● Source records:
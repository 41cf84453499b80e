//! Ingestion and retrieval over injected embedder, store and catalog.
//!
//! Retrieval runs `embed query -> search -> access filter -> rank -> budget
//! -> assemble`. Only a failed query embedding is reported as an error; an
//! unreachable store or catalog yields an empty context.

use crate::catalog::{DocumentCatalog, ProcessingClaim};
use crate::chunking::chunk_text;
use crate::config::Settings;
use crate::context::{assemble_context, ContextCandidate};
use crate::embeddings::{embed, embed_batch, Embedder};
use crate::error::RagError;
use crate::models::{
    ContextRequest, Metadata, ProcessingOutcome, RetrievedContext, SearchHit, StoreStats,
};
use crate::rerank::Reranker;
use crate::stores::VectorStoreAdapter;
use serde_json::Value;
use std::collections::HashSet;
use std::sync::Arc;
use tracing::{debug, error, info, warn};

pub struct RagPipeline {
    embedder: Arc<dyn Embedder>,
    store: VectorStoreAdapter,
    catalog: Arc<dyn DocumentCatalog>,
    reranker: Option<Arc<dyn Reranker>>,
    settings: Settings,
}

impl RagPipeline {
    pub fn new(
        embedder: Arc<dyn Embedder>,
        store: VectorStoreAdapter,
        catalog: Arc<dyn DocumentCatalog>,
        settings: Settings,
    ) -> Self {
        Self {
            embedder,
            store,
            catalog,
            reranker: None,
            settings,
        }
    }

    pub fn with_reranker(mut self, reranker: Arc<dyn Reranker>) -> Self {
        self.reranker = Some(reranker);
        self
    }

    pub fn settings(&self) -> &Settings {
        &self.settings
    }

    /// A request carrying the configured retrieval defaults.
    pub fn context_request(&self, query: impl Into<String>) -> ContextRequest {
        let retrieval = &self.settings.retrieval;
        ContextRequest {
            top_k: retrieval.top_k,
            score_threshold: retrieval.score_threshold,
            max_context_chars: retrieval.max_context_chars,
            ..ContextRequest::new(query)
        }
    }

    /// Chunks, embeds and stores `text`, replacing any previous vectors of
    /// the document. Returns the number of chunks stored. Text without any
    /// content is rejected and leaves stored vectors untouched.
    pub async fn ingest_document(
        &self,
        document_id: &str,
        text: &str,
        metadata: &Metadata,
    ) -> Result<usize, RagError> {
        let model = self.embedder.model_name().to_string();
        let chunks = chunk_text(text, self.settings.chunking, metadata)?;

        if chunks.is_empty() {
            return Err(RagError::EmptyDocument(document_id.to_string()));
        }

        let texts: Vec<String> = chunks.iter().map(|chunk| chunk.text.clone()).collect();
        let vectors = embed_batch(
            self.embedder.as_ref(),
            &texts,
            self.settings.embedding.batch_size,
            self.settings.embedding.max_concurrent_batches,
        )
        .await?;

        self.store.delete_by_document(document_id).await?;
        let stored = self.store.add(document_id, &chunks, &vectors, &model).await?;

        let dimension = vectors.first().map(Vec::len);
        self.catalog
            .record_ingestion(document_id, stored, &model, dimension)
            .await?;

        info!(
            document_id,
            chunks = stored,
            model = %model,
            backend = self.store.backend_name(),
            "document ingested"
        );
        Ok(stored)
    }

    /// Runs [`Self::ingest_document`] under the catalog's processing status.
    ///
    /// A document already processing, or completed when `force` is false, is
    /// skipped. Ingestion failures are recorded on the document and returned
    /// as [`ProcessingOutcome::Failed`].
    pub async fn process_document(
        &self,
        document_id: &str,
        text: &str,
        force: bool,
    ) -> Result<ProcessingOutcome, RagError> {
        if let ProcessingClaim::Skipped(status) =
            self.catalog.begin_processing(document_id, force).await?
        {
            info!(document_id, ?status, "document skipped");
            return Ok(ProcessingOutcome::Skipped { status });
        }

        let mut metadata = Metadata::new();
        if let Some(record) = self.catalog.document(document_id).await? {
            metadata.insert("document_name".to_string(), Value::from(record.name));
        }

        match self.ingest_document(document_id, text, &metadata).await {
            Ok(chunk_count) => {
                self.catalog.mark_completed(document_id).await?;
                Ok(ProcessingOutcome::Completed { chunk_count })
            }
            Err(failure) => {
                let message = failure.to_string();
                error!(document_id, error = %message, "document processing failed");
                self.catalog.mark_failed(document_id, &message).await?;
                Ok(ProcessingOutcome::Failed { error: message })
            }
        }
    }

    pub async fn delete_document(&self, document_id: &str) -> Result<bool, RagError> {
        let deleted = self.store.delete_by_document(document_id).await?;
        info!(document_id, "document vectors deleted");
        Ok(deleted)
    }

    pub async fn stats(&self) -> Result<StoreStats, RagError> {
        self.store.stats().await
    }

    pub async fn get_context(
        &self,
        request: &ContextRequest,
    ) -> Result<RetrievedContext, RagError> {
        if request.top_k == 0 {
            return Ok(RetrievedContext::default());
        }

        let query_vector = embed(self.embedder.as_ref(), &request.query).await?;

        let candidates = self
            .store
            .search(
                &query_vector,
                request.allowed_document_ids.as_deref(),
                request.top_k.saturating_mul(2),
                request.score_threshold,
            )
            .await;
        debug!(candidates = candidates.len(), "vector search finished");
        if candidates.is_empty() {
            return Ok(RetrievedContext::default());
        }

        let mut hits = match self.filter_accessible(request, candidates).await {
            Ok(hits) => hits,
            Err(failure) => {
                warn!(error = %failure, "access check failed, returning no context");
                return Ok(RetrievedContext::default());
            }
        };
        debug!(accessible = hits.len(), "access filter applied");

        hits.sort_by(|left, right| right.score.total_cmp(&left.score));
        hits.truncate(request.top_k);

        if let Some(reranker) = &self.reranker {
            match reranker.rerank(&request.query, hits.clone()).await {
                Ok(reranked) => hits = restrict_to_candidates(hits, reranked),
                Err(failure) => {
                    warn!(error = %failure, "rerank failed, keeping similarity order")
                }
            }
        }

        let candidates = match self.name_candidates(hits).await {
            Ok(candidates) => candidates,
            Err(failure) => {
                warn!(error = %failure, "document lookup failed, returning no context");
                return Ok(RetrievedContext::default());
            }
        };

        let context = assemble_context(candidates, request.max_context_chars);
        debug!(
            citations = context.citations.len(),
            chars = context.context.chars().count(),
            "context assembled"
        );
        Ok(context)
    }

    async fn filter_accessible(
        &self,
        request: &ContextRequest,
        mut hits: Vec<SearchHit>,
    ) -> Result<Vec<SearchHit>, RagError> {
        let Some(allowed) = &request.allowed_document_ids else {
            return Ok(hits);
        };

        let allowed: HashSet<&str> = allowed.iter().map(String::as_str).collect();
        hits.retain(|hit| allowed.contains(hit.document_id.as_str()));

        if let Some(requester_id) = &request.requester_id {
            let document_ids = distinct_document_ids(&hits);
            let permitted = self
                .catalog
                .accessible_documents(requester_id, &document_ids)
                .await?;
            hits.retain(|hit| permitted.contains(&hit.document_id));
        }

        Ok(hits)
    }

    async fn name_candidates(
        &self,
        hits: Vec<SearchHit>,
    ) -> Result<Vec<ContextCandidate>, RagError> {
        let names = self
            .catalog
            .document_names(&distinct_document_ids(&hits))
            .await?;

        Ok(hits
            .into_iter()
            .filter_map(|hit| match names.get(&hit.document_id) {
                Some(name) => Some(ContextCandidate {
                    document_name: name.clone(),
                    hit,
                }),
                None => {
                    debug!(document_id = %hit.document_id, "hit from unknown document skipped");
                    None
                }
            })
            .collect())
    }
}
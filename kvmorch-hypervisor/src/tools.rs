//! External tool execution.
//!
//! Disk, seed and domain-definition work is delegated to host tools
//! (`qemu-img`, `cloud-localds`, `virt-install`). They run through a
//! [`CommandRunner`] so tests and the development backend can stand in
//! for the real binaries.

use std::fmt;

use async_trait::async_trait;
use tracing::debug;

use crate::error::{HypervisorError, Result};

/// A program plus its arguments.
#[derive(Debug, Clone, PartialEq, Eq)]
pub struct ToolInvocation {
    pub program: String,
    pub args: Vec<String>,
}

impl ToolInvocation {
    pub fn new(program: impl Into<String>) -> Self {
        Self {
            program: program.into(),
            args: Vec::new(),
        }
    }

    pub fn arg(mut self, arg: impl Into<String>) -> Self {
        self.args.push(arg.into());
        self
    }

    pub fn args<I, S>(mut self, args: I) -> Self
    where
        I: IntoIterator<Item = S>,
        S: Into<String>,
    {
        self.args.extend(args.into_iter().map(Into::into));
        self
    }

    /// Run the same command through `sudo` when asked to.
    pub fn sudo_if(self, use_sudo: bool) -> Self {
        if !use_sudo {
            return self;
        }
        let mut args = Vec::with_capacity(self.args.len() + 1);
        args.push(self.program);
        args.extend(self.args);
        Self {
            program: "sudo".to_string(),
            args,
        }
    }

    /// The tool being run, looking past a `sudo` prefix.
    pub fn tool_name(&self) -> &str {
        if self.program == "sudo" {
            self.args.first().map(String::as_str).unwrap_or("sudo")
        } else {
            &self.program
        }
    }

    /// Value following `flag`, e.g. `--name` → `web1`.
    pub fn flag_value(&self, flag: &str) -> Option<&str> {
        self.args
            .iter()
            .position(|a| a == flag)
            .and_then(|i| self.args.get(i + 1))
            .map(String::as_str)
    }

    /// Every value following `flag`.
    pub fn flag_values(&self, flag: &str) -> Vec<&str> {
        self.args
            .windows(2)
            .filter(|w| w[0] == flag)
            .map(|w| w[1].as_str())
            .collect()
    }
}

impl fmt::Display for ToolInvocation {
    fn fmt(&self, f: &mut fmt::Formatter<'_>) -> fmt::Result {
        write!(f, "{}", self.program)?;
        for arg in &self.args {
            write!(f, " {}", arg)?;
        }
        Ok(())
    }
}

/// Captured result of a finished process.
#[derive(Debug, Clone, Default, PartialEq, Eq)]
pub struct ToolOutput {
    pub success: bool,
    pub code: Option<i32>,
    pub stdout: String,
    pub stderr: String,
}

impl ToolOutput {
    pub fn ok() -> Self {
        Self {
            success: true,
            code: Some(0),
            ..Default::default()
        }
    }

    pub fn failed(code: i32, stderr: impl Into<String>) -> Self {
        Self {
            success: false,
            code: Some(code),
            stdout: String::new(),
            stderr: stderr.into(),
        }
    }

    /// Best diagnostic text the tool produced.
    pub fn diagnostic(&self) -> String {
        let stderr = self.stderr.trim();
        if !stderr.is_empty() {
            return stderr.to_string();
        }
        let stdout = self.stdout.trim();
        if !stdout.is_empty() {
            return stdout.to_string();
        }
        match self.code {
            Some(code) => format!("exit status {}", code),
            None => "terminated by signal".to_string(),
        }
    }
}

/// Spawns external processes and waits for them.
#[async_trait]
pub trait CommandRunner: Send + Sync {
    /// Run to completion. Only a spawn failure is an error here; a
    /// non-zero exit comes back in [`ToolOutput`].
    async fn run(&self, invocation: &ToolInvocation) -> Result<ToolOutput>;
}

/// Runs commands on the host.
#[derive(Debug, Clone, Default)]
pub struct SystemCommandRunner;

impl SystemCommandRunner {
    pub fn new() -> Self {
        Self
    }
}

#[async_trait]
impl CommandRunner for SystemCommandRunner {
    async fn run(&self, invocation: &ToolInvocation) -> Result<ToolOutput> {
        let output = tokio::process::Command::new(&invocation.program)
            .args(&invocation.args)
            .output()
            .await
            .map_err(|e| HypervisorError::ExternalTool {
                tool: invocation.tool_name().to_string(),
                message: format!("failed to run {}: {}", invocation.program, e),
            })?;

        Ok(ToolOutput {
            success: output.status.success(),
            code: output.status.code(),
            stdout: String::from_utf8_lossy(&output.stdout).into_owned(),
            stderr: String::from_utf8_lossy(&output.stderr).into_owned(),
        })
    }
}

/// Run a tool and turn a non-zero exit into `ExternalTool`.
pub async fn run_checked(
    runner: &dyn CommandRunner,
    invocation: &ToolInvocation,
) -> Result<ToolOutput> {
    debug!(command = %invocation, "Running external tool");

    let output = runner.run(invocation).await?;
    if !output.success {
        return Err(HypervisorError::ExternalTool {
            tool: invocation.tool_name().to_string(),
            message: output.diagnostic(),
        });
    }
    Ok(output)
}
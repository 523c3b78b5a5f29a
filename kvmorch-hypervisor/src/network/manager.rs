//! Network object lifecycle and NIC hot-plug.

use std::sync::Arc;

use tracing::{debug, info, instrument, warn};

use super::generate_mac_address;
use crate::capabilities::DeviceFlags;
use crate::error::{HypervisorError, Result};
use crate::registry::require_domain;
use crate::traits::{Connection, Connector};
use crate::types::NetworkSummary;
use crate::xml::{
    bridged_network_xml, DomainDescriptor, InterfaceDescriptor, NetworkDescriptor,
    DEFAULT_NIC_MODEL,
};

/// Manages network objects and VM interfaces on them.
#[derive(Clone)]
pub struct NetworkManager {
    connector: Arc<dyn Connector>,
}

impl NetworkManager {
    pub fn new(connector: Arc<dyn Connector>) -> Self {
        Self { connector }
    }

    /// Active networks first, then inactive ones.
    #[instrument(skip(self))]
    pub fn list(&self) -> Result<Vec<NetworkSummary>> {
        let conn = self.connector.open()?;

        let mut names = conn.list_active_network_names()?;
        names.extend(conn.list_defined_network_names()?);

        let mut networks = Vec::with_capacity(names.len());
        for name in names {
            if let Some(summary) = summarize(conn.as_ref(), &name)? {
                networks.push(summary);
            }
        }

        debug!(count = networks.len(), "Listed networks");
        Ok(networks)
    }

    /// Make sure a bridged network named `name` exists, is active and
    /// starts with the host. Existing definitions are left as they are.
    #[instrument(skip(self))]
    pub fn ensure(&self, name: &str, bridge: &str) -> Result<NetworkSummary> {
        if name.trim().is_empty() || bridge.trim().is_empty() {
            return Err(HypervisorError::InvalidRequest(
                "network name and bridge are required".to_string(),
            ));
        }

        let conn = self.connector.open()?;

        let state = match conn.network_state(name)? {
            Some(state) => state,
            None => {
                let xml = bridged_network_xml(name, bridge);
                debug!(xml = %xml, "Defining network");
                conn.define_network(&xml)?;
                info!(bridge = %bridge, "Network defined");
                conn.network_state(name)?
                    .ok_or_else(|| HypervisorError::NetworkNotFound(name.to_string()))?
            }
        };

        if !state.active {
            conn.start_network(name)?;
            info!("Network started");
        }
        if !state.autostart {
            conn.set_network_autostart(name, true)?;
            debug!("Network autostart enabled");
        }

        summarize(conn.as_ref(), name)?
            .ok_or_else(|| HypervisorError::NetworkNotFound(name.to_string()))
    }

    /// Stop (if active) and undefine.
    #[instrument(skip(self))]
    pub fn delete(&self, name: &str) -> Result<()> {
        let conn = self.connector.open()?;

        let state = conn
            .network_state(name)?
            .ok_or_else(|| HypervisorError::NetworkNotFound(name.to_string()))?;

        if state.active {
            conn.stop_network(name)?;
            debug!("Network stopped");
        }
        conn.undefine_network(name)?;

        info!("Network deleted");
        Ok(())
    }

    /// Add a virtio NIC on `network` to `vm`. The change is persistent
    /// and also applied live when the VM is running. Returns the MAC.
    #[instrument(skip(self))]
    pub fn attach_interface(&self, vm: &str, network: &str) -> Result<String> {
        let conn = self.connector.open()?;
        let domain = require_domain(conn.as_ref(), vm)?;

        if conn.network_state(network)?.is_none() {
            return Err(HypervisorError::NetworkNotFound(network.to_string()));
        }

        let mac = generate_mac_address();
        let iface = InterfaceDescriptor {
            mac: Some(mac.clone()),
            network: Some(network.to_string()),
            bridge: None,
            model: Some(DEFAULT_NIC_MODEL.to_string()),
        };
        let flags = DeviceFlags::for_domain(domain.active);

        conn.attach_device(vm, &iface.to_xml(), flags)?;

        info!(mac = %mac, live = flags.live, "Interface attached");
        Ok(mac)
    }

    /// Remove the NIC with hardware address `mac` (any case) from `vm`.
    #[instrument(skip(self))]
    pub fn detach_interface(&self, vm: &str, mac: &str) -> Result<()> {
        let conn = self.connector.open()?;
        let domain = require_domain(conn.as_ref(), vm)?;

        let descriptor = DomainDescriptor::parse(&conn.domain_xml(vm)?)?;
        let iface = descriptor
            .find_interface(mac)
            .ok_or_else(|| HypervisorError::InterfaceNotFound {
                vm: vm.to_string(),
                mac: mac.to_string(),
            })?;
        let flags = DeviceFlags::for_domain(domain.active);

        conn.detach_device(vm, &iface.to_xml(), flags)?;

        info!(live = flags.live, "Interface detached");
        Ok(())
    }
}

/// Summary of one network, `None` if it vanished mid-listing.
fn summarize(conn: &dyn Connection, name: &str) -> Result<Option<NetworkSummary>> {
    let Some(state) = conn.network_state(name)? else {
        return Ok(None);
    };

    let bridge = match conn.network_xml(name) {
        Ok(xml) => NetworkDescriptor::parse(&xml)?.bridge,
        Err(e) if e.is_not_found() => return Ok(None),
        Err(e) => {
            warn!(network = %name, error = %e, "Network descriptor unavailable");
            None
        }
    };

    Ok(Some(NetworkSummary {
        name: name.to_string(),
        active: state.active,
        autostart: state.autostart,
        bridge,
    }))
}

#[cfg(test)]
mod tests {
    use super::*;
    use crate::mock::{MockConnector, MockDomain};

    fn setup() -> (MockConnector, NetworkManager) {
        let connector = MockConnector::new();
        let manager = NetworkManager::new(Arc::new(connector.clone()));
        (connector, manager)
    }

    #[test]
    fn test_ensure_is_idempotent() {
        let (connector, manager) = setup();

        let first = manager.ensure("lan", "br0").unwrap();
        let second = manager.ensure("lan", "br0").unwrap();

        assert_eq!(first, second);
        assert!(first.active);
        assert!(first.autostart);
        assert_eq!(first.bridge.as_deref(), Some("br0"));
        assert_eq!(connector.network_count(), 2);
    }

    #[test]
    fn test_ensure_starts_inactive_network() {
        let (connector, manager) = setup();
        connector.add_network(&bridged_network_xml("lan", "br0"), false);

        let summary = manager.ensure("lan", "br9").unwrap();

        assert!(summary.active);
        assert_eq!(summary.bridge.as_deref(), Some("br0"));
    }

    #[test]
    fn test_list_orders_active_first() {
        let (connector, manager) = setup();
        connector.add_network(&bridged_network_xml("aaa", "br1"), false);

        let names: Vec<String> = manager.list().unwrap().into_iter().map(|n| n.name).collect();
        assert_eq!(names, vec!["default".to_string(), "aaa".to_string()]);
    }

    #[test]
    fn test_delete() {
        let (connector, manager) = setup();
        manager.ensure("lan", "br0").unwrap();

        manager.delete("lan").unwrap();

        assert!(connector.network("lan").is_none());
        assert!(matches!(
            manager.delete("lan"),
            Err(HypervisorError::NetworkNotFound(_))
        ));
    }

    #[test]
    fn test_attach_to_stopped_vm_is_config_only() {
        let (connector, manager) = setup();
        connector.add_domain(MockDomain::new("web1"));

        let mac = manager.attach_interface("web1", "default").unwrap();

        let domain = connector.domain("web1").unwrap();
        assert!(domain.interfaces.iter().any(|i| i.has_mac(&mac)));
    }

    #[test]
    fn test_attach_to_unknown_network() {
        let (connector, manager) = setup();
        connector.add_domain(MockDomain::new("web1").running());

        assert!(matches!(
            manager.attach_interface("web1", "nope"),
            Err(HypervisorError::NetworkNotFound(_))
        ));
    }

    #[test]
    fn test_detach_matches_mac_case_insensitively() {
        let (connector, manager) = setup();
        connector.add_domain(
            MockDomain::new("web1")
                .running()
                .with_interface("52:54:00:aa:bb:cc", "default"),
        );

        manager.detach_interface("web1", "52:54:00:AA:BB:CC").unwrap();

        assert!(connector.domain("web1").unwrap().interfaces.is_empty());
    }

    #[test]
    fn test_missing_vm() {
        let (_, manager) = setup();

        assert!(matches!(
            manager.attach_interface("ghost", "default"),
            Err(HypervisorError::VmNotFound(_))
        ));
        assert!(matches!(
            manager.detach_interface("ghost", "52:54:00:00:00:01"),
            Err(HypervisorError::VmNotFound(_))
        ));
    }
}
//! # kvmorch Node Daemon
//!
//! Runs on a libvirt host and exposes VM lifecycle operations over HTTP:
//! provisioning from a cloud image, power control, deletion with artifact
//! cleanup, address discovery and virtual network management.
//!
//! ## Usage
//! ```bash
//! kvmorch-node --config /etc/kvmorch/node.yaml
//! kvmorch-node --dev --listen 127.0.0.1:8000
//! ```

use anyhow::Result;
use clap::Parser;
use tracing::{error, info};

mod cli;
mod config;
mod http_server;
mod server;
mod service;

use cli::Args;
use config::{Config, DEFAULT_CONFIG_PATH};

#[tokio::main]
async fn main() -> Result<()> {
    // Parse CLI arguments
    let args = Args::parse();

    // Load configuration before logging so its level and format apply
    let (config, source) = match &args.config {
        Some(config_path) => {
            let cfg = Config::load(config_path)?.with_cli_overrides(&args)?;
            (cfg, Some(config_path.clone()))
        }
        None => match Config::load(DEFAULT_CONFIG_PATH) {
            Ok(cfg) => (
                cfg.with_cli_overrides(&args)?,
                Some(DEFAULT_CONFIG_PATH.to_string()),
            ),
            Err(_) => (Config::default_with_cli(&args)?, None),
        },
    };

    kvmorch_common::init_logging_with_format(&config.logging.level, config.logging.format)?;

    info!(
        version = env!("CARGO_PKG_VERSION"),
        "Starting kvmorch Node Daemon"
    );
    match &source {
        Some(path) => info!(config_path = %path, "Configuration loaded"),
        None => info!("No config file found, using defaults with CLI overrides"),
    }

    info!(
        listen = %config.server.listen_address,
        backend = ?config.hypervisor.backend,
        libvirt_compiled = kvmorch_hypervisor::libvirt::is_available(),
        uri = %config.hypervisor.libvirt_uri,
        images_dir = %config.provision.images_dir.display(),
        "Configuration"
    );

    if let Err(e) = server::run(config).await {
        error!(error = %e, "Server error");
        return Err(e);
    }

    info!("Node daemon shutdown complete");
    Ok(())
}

● What to produce: Write out the lines of the entries, word for word, from the first through the one containing "an empty context.", and stop at that line.

● Written solution:
repository 41cf84453499b80e
//! Ingestion and retrieval over injected embedder, store and catalog.
//!
//! Retrieval runs `embed query -> search -> access filter -> rank -> budget
//! -> assemble`. Only a failed query embedding is reported as an error; an
//! unreachable store or catalog yields an empty context.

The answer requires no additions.